Monday, Aug. 05, 1946

Congo Christians

As a Sunday school prize little Catharine Mabie won a booklet which told the pathetic story of an African slave girl. From that time forward, it was her ambition to bring Christianity to Africa's heathen. Under the auspices of the Baptist missions society, she set out in 1898 to fight fever and fetish in the Belgian Congo.

Forty-three years later, leaving behind her enough native schools, dispensaries, and simple Christian faith to do credit to half a dozen missionaries, cheerful, chunky Dr. Mabie retired. Last week, at 74, she was back in Leopoldville. The occasion: the first West Central African Missionary Conference to be held since 1928. Said Old-Congo-Hand Mabie tartly: "I am here to deal with missionaries who do not get on with their colleagues. The committee tells me that such a talk is needed at many stations. ... I have often wondered if young Timothy did not have his bad days with Paul, his senior missionary."

Huff-Puff Parable. At Leopoldville, Dr. Mabie joined an assemblage of 200-odd delegates (American, British, Scandinavian, French, Belgian, Portuguese, Swiss and native) sweltering in a cluster of 22 tar-papered U.S. Army hospital buildings. In Babel-like confusion, conferees struggled with Christian heroism to meet a program of four daily sessions, crammed with as many as 19 papers at a single session.

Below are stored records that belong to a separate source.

//! Logging System
//!
//! Structured logging using the `tracing` crate. Logs never go to stdout: stdout
//! belongs to the printer, so diagnostics are written to stderr or a log file.

use crate::error::CliError;
use serde::{Deserialize, Serialize};
use std::collections::HashMap;
use std::path::PathBuf;
use tracing_subscriber::fmt::time::ChronoUtc;
use tracing_subscriber::{fmt, layer::SubscriberExt, util::SubscriberInitExt, EnvFilter, Registry};

/// Logging configuration
#[derive(Debug, Clone, Serialize, Deserialize)]
pub struct LoggingConfig {
    /// Disabled by default so command output stays clean
    #[serde(default)]
    pub enabled: bool,

    /// Log level: trace, debug, info, warn, error, off
    #[serde(default = "default_log_level")]
    pub level: String,

    /// Output format: json, text (default: text)
    #[serde(default = "default_format")]
    pub format: String,

    /// Output destination: stderr, file
    #[serde(default = "default_output")]
    pub output: String,

    /// Log file path (if output is "file")
    #[serde(default)]
    pub file: Option<PathBuf>,

    /// Enable colored output (text format, stderr only)
    #[serde(default = "default_true")]
    pub color: bool,

    /// Module-specific log levels
    #[serde(default)]
    pub modules: HashMap<String, String>,
}

fn default_log_level() -> String {
    "info".to_string()
}

fn default_format() -> String {
    "text".to_string()
}

fn default_output() -> String {
    "stderr".to_string()
}

fn default_true() -> bool {
    true
}

impl Default for LoggingConfig {
    fn default() -> Self {
        Self {
            enabled: false,
            level: default_log_level(),
            format: default_format(),
            output: default_output(),
            file: None,
            color: default_true(),
            modules: HashMap::new(),
        }
    }
}

/// Default log file location when output is "file" and no path was given.
pub fn default_log_file() -> Option<PathBuf> {
    directories::ProjectDirs::from("", "", "aapctl")
        .map(|dirs| dirs.data_local_dir().join("aapctl.log"))
}

/// Initialize the logging system
///
/// Priority order (highest to lowest):
/// 1. Environment variables (AAPCTL_LOG, AAPCTL_LOG_FORMAT, AAPCTL_LOG_OUTPUT)
/// 2. CLI arguments and config file, already merged into `config`
/// 3. Defaults
pub fn init_logging(config: &LoggingConfig) -> Result<(), CliError> {
    if !config.enabled {
        return Ok(());
    }

    let filter = build_env_filter(config)?;
    let format = determine_format(config)?;
    let output = determine_output(config)?;

    let base_subscriber = Registry::default().with(filter);

    let get_file_writer = || -> Result<std::fs::File, CliError> {
        let log_file = config
            .file
            .clone()
            .or_else(default_log_file)
            .ok_or_else(|| CliError::Logging("No log file path available".to_string()))?;

        if let Some(parent) = log_file.parent() {
            std::fs::create_dir_all(parent).map_err(|e| {
                CliError::Logging(format!("Failed to create log directory: {}", e))
            })?;
        }
        std::fs::OpenOptions::new()
            .create(true)
            .append(true)
            .open(&log_file)
            .map_err(|e| {
                CliError::Logging(format!("Failed to open log file {:?}: {}", log_file, e))
            })
    };

    let installed = match (format, output) {
        (LogFormat::Json, LogOutput::File) => {
            let file_writer = get_file_writer()?;
            base_subscriber
                .with(
                    fmt::layer()
                        .json()
                        .with_target(true)
                        .with_timer(ChronoUtc::rfc_3339())
                        .with_writer(file_writer),
                )
                .try_init()
        }
        (LogFormat::Json, LogOutput::Stderr) => base_subscriber
            .with(
                fmt::layer()
                    .json()
                    .with_target(true)
                    .with_timer(ChronoUtc::rfc_3339())
                    .with_writer(std::io::stderr),
            )
            .try_init(),
        (LogFormat::Text, LogOutput::File) => {
            let file_writer = get_file_writer()?;
            base_subscriber
                .with(
                    fmt::layer()
                        .with_target(true)
                        .with_timer(ChronoUtc::rfc_3339())
                        .with_ansi(false)
                        .with_writer(file_writer),
                )
                .try_init()
        }
        (LogFormat::Text, LogOutput::Stderr) => base_subscriber
            .with(
                fmt::layer()
                    .with_target(true)
                    .with_timer(ChronoUtc::rfc_3339())
                    .with_ansi(config.color)
                    .with_writer(std::io::stderr),
            )
            .try_init(),
    };
    installed.map_err(|e| CliError::Logging(format!("Failed to install subscriber: {}", e)))
}

/// Build environment filter from config or environment variables
fn build_env_filter(config: &LoggingConfig) -> Result<EnvFilter, CliError> {
    if let Ok(filter) = EnvFilter::try_from_env("AAPCTL_LOG") {
        return Ok(filter);
    }

    if config.level == "off" {
        return Ok(EnvFilter::new("off"));
    }

    let mut filter = EnvFilter::new(&config.level);
    for (module, module_level) in &config.modules {
        let directive = format!("{}={}", module, module_level);
        filter = filter.add_directive(
            directive
                .parse()
                .map_err(|e| CliError::Logging(format!("Invalid log directive: {}", e)))?,
        );
    }

    Ok(filter)
}

#[derive(Debug, Clone, Copy, PartialEq, Eq)]
enum LogFormat {
    Text,
    Json,
}

#[derive(Debug, Clone, Copy, PartialEq, Eq)]
enum LogOutput {
    Stderr,
    File,
}

/// Determine output format from config or environment
fn determine_format(config: &LoggingConfig) -> Result<LogFormat, CliError> {
    let format = std::env::var("AAPCTL_LOG_FORMAT").unwrap_or_else(|_| config.format.clone());
    parse_format(&format)
}

fn parse_format(format: &str) -> Result<LogFormat, CliError> {
    match format {
        "text" => Ok(LogFormat::Text),
        "json" => Ok(LogFormat::Json),
        _ => Err(CliError::Logging(format!(
            "Invalid log format: {} (must be 'json' or 'text')",
            format
        ))),
    }
}

/// Determine output destination from config or environment
fn determine_output(config: &LoggingConfig) -> Result<LogOutput, CliError> {
    let output = std::env::var("AAPCTL_LOG_OUTPUT").unwrap_or_else(|_| config.output.clone());
    parse_output(&output)
}

fn parse_output(output: &str) -> Result<LogOutput, CliError> {
    match output {
        "stderr" => Ok(LogOutput::Stderr),
        "file" => Ok(LogOutput::File),
        _ => Err(CliError::Logging(format!(
            "Invalid log output: {} (must be 'stderr' or 'file')",
            output
        ))),
    }
}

Off to a sludgy start, the conference finally picked up speed, reached some decisions : to concentrate on raising the family status of African women; to petition the Belgian Government for reinstatement of a law encouraging monogamy; to prepare the way for more conversions (of 11 million natives, Protestants and Catholics have thus far baptized about 10%) with an all-out drive for mass education.

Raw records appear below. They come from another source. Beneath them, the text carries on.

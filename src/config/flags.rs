//! Flag namespace: one configuration key per (command prefix, flag suffix).
//!
//! The same logical flag (e.g. `name`) is reused by several command trees;
//! prefixing it with the command family keeps the keys apart in the
//! settings store.

/// Separator between command prefix and flag suffix.
pub const FLAG_SEPARATOR: char = '.';

/// Prefix for flags that configure the AAP service connection.
pub const FLAG_PREFIX_AAP: &str = "aap";
/// Suffix of the AAP target address flag.
pub const FLAG_SUFFIX_AAP_TARGET: &str = "target";

pub const FLAG_WORKDIR: &str = "workdir";
pub const FLAG_OUTPUT: &str = "output";
pub const FLAG_VERBOSE: &str = "verbose";

pub const FLAG_APPLICATION_ID: &str = "applicationid";
pub const FLAG_IDENTITY_SOURCE_ID: &str = "identitysourceid";
pub const FLAG_IDENTITY_ID: &str = "identityid";
pub const FLAG_TENANT_ID: &str = "tenantid";
pub const FLAG_NAME: &str = "name";
pub const FLAG_KIND: &str = "kind";
pub const FLAG_PAGE: &str = "page";
pub const FLAG_PAGE_SIZE: &str = "pagesize";

/// Compose the fully-qualified configuration key for a command flag.
pub fn flag_name(prefix: &str, suffix: &str) -> String {
    format!("{}{}{}", prefix, FLAG_SEPARATOR, suffix)
}

/// Key of the AAP target address (`aap.target`).
pub fn aap_target_key() -> String {
    flag_name(FLAG_PREFIX_AAP, FLAG_SUFFIX_AAP_TARGET)
}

When some delegates wrangled over how much education Africans could use, a tiny, coal-black Presbyterian pastor admonished them in parable. Said he:

"A poor woman without resources put a stone in the pot to feed her children, telling the kids to collect firewood and huff-puff for boiling. The kids did. The kids asked for food, and Mama said, 'Wait, wait and huff-puff more,' and the kids did. Later the kids poked the stone with a stick and found it very hard. The kids told Mama, 'You've said wait, wait and we are hungry.' So saying, they ran away, found food and never returned.

"You missionaries had better be careful with Africans. They ask you for education and you have given them stones. Unless you feed your children they will run away [to Catholic missions]."